As a thank you, the orchestra will name its main performance space the Jack, Joseph and Morton Mandel Concert Hall. In addition, the orchestra renames Severance Hall. It will now be Severance Music Center. The change signals that the building offers more of a performance space and can accommodate various community events.
Financial support comes at a critical time as the orchestra has had to cut costs during the pandemic.
The rest of the money will support an opera festival and build digital streaming capabilities. Gremillet said the orchestra plans to install robotic cameras in the auditorium to quietly capture the performances for those who can’t attend in person. Last season, the orchestra produced a series of virtual concerts that subscribers could access through its Adella app. When asked if this experiment had proven to be financially viable, Gremillet called it a success for the time being.
“Adella did the job over the first few years making sure that our patrons, donors, subscribers got value from us, even if they couldn’t come into the room, ”he said. . “So that way it worked really well financially. But the model of the future, on which we are working, is not easy. It has to work both from a mission point of view and from a financial point of view as well. ”

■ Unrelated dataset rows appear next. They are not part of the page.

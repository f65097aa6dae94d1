//! ONNX Backend - ONNX Runtime integration
//!
//! Expects a classifier exported with a single `[N, F]` float input and a
//! `probabilities` output of shape `[N, C]` (zipmap disabled). When no
//! output carries that name the last output is used.

use ndarray::Array2;
use ort::session::{builder::GraphOptimizationLevel, Session};
use ort::value::{Value, ValueType};
use parking_lot::Mutex;

use super::{Classifier, ModelError};
use crate::logic::features::FeatureMatrix;
use crate::logic::attack_types::CLASS_COUNT;

const PROBABILITY_OUTPUT: &str = "probabilities";

/// ONNX classifier session
pub struct OnnxModel {
    /// `Session::run` needs `&mut`
    session: Mutex<Session>,
    output_name: String,
    n_features: Option<usize>,
}

impl OnnxModel {
    /// Load ONNX model from bytes
    pub fn from_bytes(model_bytes: &[u8]) -> Result<Self, ModelError> {
        tracing::info!("Loading ONNX model from memory ({} bytes)", model_bytes.len());

        let session = Session::builder()
            .map_err(|e| ModelError::Parse(format!("Session builder error: {}", e)))?
            .with_optimization_level(GraphOptimizationLevel::Level3)
            .map_err(|e| ModelError::Parse(format!("Optimization error: {}", e)))?
            .commit_from_memory(model_bytes)
            .map_err(|e| ModelError::Parse(format!("Load from memory error: {}", e)))?;

        let output_name = session
            .outputs
            .iter()
            .find(|o| o.name == PROBABILITY_OUTPUT)
            .or_else(|| session.outputs.last())
            .map(|o| o.name.clone())
            .ok_or_else(|| ModelError::Parse("No output defined".to_string()))?;

        let n_features = session.inputs.first().and_then(|input| match &input.input_type {
            ValueType::Tensor { shape, .. } => shape
                .iter()
                .last()
                .copied()
                .filter(|d| *d > 0)
                .map(|d| d as usize),
            _ => None,
        });

        Ok(Self {
            session: Mutex::new(session),
            output_name,
            n_features,
        })
    }
}

impl Classifier for OnnxModel {
    fn model_type(&self) -> &str {
        "OnnxClassifier"
    }

    fn n_features(&self) -> Option<usize> {
        self.n_features
    }

    fn n_classes(&self) -> usize {
        CLASS_COUNT
    }

    fn predict_proba(&self, x: &FeatureMatrix) -> Result<Vec<Vec<f32>>, ModelError> {
        if let Some(expected) = self.n_features {
            if x.width() != expected {
                return Err(ModelError::FeatureCount {
                    expected,
                    found: x.width(),
                });
            }
        }
        if x.rows() == 0 {
            return Ok(Vec::new());
        }

        let input_array = Array2::<f32>::from_shape_vec((x.rows(), x.width()), x.as_slice().to_vec())
            .map_err(|e| ModelError::Inference(format!("Array error: {}", e)))?;
        let input_tensor = Value::from_array(input_array)
            .map_err(|e| ModelError::Inference(format!("Tensor error: {}", e)))?;

        let mut session = self.session.lock();
        let outputs = session
            .run(ort::inputs![input_tensor])
            .map_err(|e| ModelError::Inference(format!("Inference failed: {}", e)))?;

        let output = outputs
            .get(&self.output_name)
            .ok_or_else(|| ModelError::Inference("No output".to_string()))?;
        let output_tensor = output
            .try_extract_tensor::<f32>()
            .map_err(|e| ModelError::Inference(format!("Extract error: {}", e)))?;
        let data = output_tensor.1;

        if data.len() % x.rows() != 0 {
            return Err(ModelError::Inference(format!(
                "{} probabilities for {} rows",
                data.len(),
                x.rows()
            )));
        }
        let classes = data.len() / x.rows();

        Ok(data.chunks(classes).map(|c| c.to_vec()).collect())
    }
}
//! Catalogue and model metadata handlers

use std::collections::BTreeMap;

use axum::{extract::State, Json};

use crate::logic::attack_types;
use crate::models::ModelInfoResponse;
use crate::{AppError, AppResult, AppState};

/// All attack types the model can report
pub async fn list_attack_types() -> Json<BTreeMap<usize, &'static str>> {
    Json(attack_types::catalogue())
}

/// Information about the loaded model
pub async fn info(State(state): State<AppState>) -> AppResult<Json<ModelInfoResponse>> {
    let model = state.model.current().ok_or(AppError::ModelNotLoaded)?;
    let stats = state.model.stats();

    Ok(Json(ModelInfoResponse {
        model_type: model.classifier.model_type().to_string(),
        feature_count: model.classifier.n_features().into(),
        classes: attack_types::CLASS_COUNT,
        attack_types: attack_types::catalogue(),
        model_path: model.path.clone(),
        model_format: model.format.to_string(),
        model_sha256: model.sha256.clone(),
        loaded_at: model.loaded_at.to_rfc3339(),
        schema_source: state.schema.source().to_string(),
        schema_columns: state.schema.len(),
        inference_count: stats.inference_count,
        avg_latency_ms: stats.avg_latency_ms,
    }))
}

Mandel Foundation CEO Jehuda Reinharz said the orchestra grant is double what has ever been awarded by his organization in its seven decades of history.
“This is essential, especially at a time when the humanities are in many cases devalued by government agencies, state agencies,” Reinharz said. “We believe that the humanities are essential in any field, and unfortunately there are not many organizations that support the humanities.”
The Cleveland Orchestra is launching its new season at the Severance Music Center on October 14.